> [Stored data]:
########################################

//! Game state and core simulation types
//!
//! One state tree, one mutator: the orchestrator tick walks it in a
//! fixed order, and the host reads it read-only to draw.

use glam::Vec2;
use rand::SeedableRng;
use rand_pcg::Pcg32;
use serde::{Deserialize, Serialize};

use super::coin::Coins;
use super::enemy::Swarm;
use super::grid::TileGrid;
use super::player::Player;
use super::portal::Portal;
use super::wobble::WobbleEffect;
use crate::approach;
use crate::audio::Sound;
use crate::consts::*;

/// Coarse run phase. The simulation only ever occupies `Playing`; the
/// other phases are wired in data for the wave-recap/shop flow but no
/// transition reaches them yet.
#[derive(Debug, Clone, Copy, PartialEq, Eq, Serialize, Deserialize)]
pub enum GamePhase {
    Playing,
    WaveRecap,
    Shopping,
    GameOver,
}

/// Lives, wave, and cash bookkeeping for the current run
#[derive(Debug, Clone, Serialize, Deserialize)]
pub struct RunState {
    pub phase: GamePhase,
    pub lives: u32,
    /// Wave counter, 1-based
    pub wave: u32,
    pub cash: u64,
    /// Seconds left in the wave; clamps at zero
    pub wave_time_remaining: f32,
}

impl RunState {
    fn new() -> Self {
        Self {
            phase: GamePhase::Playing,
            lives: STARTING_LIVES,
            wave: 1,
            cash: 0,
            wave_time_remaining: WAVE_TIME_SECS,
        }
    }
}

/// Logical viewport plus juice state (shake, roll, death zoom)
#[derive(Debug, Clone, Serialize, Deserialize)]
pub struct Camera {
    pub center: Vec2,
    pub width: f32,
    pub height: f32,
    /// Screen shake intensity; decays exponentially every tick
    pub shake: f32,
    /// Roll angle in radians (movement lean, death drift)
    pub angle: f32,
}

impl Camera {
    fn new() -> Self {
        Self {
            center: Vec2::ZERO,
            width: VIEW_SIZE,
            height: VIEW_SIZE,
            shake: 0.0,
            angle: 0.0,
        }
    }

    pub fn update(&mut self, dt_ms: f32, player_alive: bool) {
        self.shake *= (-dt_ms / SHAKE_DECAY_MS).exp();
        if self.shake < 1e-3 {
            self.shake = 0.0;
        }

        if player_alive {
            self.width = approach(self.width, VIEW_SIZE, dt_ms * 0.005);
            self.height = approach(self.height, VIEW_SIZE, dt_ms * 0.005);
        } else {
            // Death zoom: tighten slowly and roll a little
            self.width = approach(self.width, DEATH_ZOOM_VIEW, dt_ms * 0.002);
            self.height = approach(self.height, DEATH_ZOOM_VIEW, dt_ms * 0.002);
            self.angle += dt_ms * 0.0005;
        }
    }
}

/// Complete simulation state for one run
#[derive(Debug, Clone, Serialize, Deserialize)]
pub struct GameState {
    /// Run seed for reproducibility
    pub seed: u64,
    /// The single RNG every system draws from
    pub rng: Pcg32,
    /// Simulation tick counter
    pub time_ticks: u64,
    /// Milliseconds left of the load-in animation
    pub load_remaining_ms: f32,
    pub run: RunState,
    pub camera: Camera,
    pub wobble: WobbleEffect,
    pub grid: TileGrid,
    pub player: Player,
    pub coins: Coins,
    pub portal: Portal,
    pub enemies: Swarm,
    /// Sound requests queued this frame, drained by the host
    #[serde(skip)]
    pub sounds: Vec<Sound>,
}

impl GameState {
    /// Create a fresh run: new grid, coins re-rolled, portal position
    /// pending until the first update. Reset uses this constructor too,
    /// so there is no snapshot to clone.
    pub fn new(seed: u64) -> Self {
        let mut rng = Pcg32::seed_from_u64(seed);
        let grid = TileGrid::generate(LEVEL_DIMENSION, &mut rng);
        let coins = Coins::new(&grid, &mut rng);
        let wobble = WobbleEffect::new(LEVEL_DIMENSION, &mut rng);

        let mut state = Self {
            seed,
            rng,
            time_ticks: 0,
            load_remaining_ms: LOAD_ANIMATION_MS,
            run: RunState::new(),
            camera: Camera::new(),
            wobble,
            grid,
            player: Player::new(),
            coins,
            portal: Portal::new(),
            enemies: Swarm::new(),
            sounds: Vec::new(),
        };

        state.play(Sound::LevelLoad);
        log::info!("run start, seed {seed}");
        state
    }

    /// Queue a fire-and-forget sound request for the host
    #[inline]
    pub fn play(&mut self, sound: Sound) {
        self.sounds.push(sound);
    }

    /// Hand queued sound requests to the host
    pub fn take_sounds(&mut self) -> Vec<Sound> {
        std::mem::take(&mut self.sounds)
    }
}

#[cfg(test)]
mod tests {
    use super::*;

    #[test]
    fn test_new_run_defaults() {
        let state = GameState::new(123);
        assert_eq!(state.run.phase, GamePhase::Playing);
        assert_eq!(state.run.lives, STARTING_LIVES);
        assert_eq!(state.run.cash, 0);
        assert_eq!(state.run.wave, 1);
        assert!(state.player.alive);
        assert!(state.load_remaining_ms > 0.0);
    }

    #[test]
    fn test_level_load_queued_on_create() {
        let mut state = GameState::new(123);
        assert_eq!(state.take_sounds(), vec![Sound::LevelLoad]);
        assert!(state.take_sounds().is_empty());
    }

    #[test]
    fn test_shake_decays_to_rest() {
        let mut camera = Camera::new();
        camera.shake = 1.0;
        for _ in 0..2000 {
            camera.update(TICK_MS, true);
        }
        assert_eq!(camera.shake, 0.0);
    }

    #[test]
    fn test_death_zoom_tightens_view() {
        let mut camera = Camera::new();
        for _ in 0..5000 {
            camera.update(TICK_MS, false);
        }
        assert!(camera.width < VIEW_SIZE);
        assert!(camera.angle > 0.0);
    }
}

########################################

> [WORK ITEM]: Look back at the data above. Transcribe exactly the lines starting at the line that contains "let coins = Coins::new(&grid, &mut" and ending at the line that contains "assert!(state.player.alive);".

> [PROBLEM SOLUTION]:
        let coins = Coins::new(&grid, &mut rng);
        let wobble = WobbleEffect::new(LEVEL_DIMENSION, &mut rng);

        let mut state = Self {
            seed,
            rng,
            time_ticks: 0,
            load_remaining_ms: LOAD_ANIMATION_MS,
            run: RunState::new(),
            camera: Camera::new(),
            wobble,
            grid,
            player: Player::new(),
            coins,
            portal: Portal::new(),
            enemies: Swarm::new(),
            sounds: Vec::new(),
        };

        state.play(Sound::LevelLoad);
        log::info!("run start, seed {seed}");
        state
    }

    /// Queue a fire-and-forget sound request for the host
    #[inline]
    pub fn play(&mut self, sound: Sound) {
        self.sounds.push(sound);
    }

    /// Hand queued sound requests to the host
    pub fn take_sounds(&mut self) -> Vec<Sound> {
        std::mem::take(&mut self.sounds)
    }
}

#[cfg(test)]
mod tests {
    use super::*;

    #[test]
    fn test_new_run_defaults() {
        let state = GameState::new(123);
        assert_eq!(state.run.phase, GamePhase::Playing);
        assert_eq!(state.run.lives, STARTING_LIVES);
        assert_eq!(state.run.cash, 0);
        assert_eq!(state.run.wave, 1);
        assert!(state.player.alive);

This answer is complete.